For years we laughed at their funny foreign ways. Mayonaise on french fries, socialism, goofball accents. But now it seems the foreigners might have something to teach us about how to run a market based economy and the dangers of nationalizing the financial system.
Up in Cambridge, Harvard is throwing a big party Global Business Summit. All the grand poobahs of the affluent society are there, and most are voicing support for the government’s big move into managed financial markets. Jeff Immelt, who runs General Electric, called free market puritanism “purely garbage.” As far as we can tell, not one of the great titans of the late, great American capitalism attempted to defend market processes against state intervention.
Instead, those warning against the growth of government’s role in our economy were all from far off lands.
From the Boston Globe:
Some dissenting voices warned that government ownership of banks historically dampened economic growth in other countries. “It’s frightening for us to hear about the US nationalizing banks,” said Anand G. Mahindra, managing director of Mahindra & Mahindra Ltd., an Indian-based federation of almost 100 companies. “That’s what Indira Gandhi did in 1966.”
Daniel Vasella, chief executive of the Swiss drug giant Novartis AG, which has a major research operation in Cambridge, fretted that the financial rescue package could put the US government deeper in debt, which could hurt the country’s economic recovery.
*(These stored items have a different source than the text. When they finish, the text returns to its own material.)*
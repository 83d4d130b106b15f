// Pipeline processing: validation and cleaning

pub mod quality_gate;
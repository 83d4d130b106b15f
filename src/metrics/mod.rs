//! Metrics for the brewery pipeline
//!
//! Each pipeline phase defines its metrics in a dedicated submodule so names stay
//! consistent and conflicts are caught when the registry runs at startup.

pub mod ingest;
pub mod quality;
pub mod registry;

pub use ingest::IngestMetrics;
pub use quality::QualityMetrics;

use std::sync::Once;
use tracing::{info, warn};

static INIT: Once = Once::new();

/// Environment variable holding the Prometheus listen address
pub const METRICS_ADDR_ENV: &str = "BREWERY_METRICS_ADDR";

/// Initialize the global metrics infrastructure
///
/// Idempotent. Installs a Prometheus recorder with an HTTP listener when
/// `BREWERY_METRICS_ADDR` is set; without it every metric call is a no-op.
pub fn init_metrics() {
    INIT.call_once(|| {
        let addr_str = match std::env::var(METRICS_ADDR_ENV) {
            Ok(v) if !v.trim().is_empty() => v,
            _ => {
                info!("{} not set, metrics exporter disabled", METRICS_ADDR_ENV);
                return;
            }
        };

        let addr = match addr_str.trim().parse::<std::net::SocketAddr>() {
            Ok(addr) => addr,
            Err(e) => {
                warn!("Invalid metrics addr '{}': {}", addr_str, e);
                return;
            }
        };

        match metrics_exporter_prometheus::PrometheusBuilder::new()
            .with_http_listener(addr)
            .install()
        {
            Ok(()) => {
                info!("Prometheus HTTP exporter started at http://{}/metrics", addr);
                registry::register_all_metrics();
            }
            Err(e) => {
                warn!("Failed to install Prometheus recorder: {}", e);
            }
        }
    });
}

/// Trait for phase-specific metrics collections
pub trait PhaseMetrics {
    /// Register all metrics for this phase
    fn register_metrics();

    /// Get the phase name for prefixing metrics
    fn phase_name() -> &'static str;

    /// Get documentation for all metrics in this phase
    fn metrics_documentation() -> Vec<MetricDoc>;
}

/// Documentation for a single metric
#[derive(Debug, Clone)]
pub struct MetricDoc {
    pub name: &'static str,
    pub metric_type: MetricType,
    pub help: &'static str,
    pub labels: Vec<&'static str>,
}

#[derive(Debug, Clone)]
pub enum MetricType {
    Counter,
    Histogram,
    Gauge,
}

/// Build a metric name following `brewery_{phase}_{metric_name}[_total]`
macro_rules! phase_metric {
    (counter, $phase:literal, $name:literal) => {
        concat!("brewery_", $phase, "_", $name, "_total")
    };
    (histogram, $phase:literal, $name:literal) => {
        concat!("brewery_", $phase, "_", $name)
    };
    (gauge, $phase:literal, $name:literal) => {
        concat!("brewery_", $phase, "_", $name)
    };
}

pub(crate) use phase_metric;
use chrono::{DateTime, SecondsFormat, Utc};
use serde::Serialize;
use serde_json::{json, Map, Value};

use super::RuleResult;
use crate::constants::{
    CHECK_NAME_COLUMN, CHECK_TIMESTAMP_COLUMN, DESCRIPTION_COLUMN, PASSED_COLUMN,
};

/// Ordered rule outcomes from one evaluation run, stamped with the time the report was built
#[derive(Debug, Clone, PartialEq, Serialize)]
pub struct QualityReport {
    pub results: Vec<RuleResult>,
    pub generated_at: DateTime<Utc>,
}

impl QualityReport {
    /// Wrap rule results, capturing the current time once for the whole report
    pub fn build(results: Vec<RuleResult>) -> Self {
        Self::at(results, Utc::now())
    }

    pub fn at(results: Vec<RuleResult>, generated_at: DateTime<Utc>) -> Self {
        Self {
            results,
            generated_at,
        }
    }

    pub fn is_empty(&self) -> bool {
        self.results.is_empty()
    }

    pub fn len(&self) -> usize {
        self.results.len()
    }

    pub fn passed_count(&self) -> usize {
        self.results.iter().filter(|r| r.passed).count()
    }

    pub fn failed_count(&self) -> usize {
        self.results.len() - self.passed_count()
    }

    pub fn all_passed(&self) -> bool {
        self.results.iter().all(|r| r.passed)
    }

    /// Rows for the quality table; every row carries the same timestamp
    pub fn to_rows(&self) -> Vec<Map<String, Value>> {
        let timestamp = self
            .generated_at
            .to_rfc3339_opts(SecondsFormat::Micros, true);
        self.results
            .iter()
            .map(|result| {
                let mut row = Map::new();
                row.insert(CHECK_NAME_COLUMN.to_string(), json!(result.name));
                row.insert(PASSED_COLUMN.to_string(), json!(i64::from(result.passed)));
                row.insert(DESCRIPTION_COLUMN.to_string(), json!(result.description));
                row.insert(CHECK_TIMESTAMP_COLUMN.to_string(), json!(timestamp));
                row
            })
            .collect()
    }
}
use crate::app::ports::{HttpClientPort, HttpGetResult};
use crate::error::Result;
use async_trait::async_trait;
use reqwest::header::CONTENT_TYPE;
use std::time::Duration;

pub struct ReqwestHttp {
    client: reqwest::Client,
}

impl ReqwestHttp {
    pub fn new(timeout: Duration) -> Result<Self> {
        let client = reqwest::Client::builder()
            .timeout(timeout)
            .user_agent(concat!("brewery_quality/", env!("CARGO_PKG_VERSION")))
            .build()?;
        Ok(Self { client })
    }
}

#[async_trait]
impl HttpClientPort for ReqwestHttp {
    async fn get(&self, url: &str) -> anyhow::Result<HttpGetResult> {
        let resp = self.client.get(url).send().await?;
        let status = resp.status().as_u16();
        let content_type = resp
            .headers()
            .get(CONTENT_TYPE)
            .and_then(|v| v.to_str().ok())
            .unwrap_or("application/octet-stream")
            .to_string();
        let bytes = resp.bytes().await?.to_vec();
        Ok(HttpGetResult {
            status,
            bytes,
            content_type,
        })
    }
}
He warned that the government outlays are “not sustainable” in the long run.
“The question one should legitimately ask is: How do you want your citizens to be prudent in taking on debt and managing their budgets if you don’t do it as a government?” Vasella said in an interview yesterday. “If you look at credit card debt, we still have many people who owe more than they have, and that is not sound.”
How long before India starts sending us delegations of economic advisers to teach us about capitalism?